**ACTIVITY**.
In full and without alteration, copy the listing.
◆ ◆ ◆ ◆
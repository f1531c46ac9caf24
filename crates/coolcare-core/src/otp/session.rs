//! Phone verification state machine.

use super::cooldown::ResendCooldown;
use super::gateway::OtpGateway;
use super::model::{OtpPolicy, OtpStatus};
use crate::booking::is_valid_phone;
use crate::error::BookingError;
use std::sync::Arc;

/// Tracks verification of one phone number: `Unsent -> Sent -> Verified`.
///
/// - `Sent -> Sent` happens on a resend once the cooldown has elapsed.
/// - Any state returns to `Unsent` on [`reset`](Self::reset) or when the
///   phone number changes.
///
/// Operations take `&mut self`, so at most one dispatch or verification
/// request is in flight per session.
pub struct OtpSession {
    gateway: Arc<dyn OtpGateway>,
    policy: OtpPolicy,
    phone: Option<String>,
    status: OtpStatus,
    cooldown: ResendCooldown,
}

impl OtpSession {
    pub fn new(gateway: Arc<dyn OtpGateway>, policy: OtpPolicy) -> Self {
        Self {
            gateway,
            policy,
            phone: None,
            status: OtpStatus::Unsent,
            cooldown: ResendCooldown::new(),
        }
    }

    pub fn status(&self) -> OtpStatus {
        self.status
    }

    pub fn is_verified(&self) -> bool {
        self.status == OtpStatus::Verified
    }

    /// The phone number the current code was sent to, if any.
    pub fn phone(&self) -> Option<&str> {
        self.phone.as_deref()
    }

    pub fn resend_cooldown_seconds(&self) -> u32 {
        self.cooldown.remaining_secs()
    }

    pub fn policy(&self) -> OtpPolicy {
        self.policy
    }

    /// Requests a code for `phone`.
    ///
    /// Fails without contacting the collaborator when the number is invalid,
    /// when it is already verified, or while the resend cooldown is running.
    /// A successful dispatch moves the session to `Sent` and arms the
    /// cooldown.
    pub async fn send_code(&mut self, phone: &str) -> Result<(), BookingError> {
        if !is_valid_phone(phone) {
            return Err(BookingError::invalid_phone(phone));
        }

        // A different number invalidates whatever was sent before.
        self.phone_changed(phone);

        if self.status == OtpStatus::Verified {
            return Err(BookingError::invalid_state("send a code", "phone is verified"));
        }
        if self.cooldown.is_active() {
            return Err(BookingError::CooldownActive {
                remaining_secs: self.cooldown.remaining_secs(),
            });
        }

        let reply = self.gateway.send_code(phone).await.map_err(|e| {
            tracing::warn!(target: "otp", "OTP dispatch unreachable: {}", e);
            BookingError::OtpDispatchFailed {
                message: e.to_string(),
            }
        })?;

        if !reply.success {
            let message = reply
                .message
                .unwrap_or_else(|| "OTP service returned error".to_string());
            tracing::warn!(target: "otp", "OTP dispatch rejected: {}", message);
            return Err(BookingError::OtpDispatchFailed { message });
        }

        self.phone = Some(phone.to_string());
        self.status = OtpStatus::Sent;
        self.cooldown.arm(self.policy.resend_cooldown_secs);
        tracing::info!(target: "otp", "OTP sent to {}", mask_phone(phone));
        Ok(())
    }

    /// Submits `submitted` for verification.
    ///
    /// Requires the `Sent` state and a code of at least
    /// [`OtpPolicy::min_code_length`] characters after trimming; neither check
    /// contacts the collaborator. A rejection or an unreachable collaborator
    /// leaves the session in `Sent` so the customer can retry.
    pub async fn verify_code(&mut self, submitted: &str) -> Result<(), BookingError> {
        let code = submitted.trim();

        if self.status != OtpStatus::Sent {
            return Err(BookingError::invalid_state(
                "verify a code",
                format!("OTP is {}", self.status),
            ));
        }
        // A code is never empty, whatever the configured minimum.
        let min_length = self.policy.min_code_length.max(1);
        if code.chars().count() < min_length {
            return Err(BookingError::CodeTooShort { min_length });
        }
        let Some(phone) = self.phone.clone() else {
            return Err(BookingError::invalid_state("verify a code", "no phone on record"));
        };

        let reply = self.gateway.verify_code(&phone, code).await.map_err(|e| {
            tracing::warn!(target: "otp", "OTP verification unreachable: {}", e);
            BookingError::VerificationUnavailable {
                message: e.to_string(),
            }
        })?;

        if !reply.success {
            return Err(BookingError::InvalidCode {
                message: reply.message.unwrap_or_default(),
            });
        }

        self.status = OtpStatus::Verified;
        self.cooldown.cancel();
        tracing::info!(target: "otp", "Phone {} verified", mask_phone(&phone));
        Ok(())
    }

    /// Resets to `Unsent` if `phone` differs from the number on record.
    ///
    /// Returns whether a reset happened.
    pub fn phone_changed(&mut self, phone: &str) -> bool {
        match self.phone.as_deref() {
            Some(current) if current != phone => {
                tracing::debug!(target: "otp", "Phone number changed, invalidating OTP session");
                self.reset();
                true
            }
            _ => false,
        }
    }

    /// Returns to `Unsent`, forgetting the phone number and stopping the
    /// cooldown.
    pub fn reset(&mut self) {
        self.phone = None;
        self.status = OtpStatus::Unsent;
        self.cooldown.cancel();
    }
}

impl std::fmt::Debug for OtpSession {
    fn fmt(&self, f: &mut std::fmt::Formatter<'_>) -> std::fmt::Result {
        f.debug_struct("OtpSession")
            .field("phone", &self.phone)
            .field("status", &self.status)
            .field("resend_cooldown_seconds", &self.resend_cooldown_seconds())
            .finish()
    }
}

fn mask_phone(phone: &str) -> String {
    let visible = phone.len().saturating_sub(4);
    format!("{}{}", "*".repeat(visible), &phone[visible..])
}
◆ ◆ ◆ ◆
**SOLUTION**.
repository f1531c46ac9caf24
filename crates/coolcare-core/src/otp/session.rs
//! Phone verification state machine.

use super::cooldown::ResendCooldown;
use super::gateway::OtpGateway;
use super::model::{OtpPolicy, OtpStatus};
use crate::booking::is_valid_phone;
use crate::error::BookingError;
use std::sync::Arc;

/// Tracks verification of one phone number: `Unsent -> Sent -> Verified`.
///
/// - `Sent -> Sent` happens on a resend once the cooldown has elapsed.
/// - Any state returns to `Unsent` on [`reset`](Self::reset) or when the
///   phone number changes.
///
/// Operations take `&mut self`, so at most one dispatch or verification
/// request is in flight per session.
pub struct OtpSession {
    gateway: Arc<dyn OtpGateway>,
    policy: OtpPolicy,
    phone: Option<String>,
    status: OtpStatus,
    cooldown: ResendCooldown,
}

impl OtpSession {
    pub fn new(gateway: Arc<dyn OtpGateway>, policy: OtpPolicy) -> Self {
        Self {
            gateway,
            policy,
            phone: None,
            status: OtpStatus::Unsent,
            cooldown: ResendCooldown::new(),
        }
    }

    pub fn status(&self) -> OtpStatus {
        self.status
    }

    pub fn is_verified(&self) -> bool {
        self.status == OtpStatus::Verified
    }

    /// The phone number the current code was sent to, if any.
    pub fn phone(&self) -> Option<&str> {
        self.phone.as_deref()
    }

    pub fn resend_cooldown_seconds(&self) -> u32 {
        self.cooldown.remaining_secs()
    }

    pub fn policy(&self) -> OtpPolicy {
        self.policy
    }

    /// Requests a code for `phone`.
    ///
    /// Fails without contacting the collaborator when the number is invalid,
    /// when it is already verified, or while the resend cooldown is running.
    /// A successful dispatch moves the session to `Sent` and arms the
    /// cooldown.
    pub async fn send_code(&mut self, phone: &str) -> Result<(), BookingError> {
        if !is_valid_phone(phone) {
            return Err(BookingError::invalid_phone(phone));
        }

        // A different number invalidates whatever was sent before.
        self.phone_changed(phone);

        if self.status == OtpStatus::Verified {
            return Err(BookingError::invalid_state("send a code", "phone is verified"));
        }
        if self.cooldown.is_active() {
            return Err(BookingError::CooldownActive {
                remaining_secs: self.cooldown.remaining_secs(),
            });
        }

        let reply = self.gateway.send_code(phone).await.map_err(|e| {
            tracing::warn!(target: "otp", "OTP dispatch unreachable: {}", e);
            BookingError::OtpDispatchFailed {
                message: e.to_string(),
            }
        })?;

        if !reply.success {
            let message = reply
                .message
                .unwrap_or_else(|| "OTP service returned error".to_string());
            tracing::warn!(target: "otp", "OTP dispatch rejected: {}", message);
            return Err(BookingError::OtpDispatchFailed { message });
        }

        self.phone = Some(phone.to_string());
        self.status = OtpStatus::Sent;
        self.cooldown.arm(self.policy.resend_cooldown_secs);
        tracing::info!(target: "otp", "OTP sent to {}", mask_phone(phone));
        Ok(())
    }

    /// Submits `submitted` for verification.
    ///
    /// Requires the `Sent` state and a code of at least
    /// [`OtpPolicy::min_code_length`] characters after trimming; neither check
    /// contacts the collaborator. A rejection or an unreachable collaborator
    /// leaves the session in `Sent` so the customer can retry.
    pub async fn verify_code(&mut self, submitted: &str) -> Result<(), BookingError> {
        let code = submitted.trim();

        if self.status != OtpStatus::Sent {
            return Err(BookingError::invalid_state(
                "verify a code",
                format!("OTP is {}", self.status),
            ));
        }
        // A code is never empty, whatever the configured minimum.
        let min_length = self.policy.min_code_length.max(1);
        if code.chars().count() < min_length {
            return Err(BookingError::CodeTooShort { min_length });
        }
        let Some(phone) = self.phone.clone() else {
            return Err(BookingError::invalid_state("verify a code", "no phone on record"));
        };

        let reply = self.gateway.verify_code(&phone, code).await.map_err(|e| {
            tracing::warn!(target: "otp", "OTP verification unreachable: {}", e);
            BookingError::VerificationUnavailable {
                message: e.to_string(),
            }
        })?;

        if !reply.success {
            return Err(BookingError::InvalidCode {
                message: reply.message.unwrap_or_default(),
            });
        }

        self.status = OtpStatus::Verified;
        self.cooldown.cancel();
        tracing::info!(target: "otp", "Phone {} verified", mask_phone(&phone));
        Ok(())
    }

    /// Resets to `Unsent` if `phone` differs from the number on record.
    ///
    /// Returns whether a reset happened.
    pub fn phone_changed(&mut self, phone: &str) -> bool {
        match self.phone.as_deref() {
            Some(current) if current != phone => {
                tracing::debug!(target: "otp", "Phone number changed, invalidating OTP session");
                self.reset();
                true
            }
            _ => false,
        }
    }

    /// Returns to `Unsent`, forgetting the phone number and stopping the
    /// cooldown.
    pub fn reset(&mut self) {
        self.phone = None;
        self.status = OtpStatus::Unsent;
        self.cooldown.cancel();
    }
}

impl std::fmt::Debug for OtpSession {
    fn fmt(&self, f: &mut std::fmt::Formatter<'_>) -> std::fmt::Result {
        f.debug_struct("OtpSession")
            .field("phone", &self.phone)
            .field("status", &self.status)
            .field("resend_cooldown_seconds", &self.resend_cooldown_seconds())
            .finish()
    }
}

fn mask_phone(phone: &str) -> String {
    let visible = phone.len().saturating_sub(4);
    format!("{}{}", "*".repeat(visible), &phone[visible..])
}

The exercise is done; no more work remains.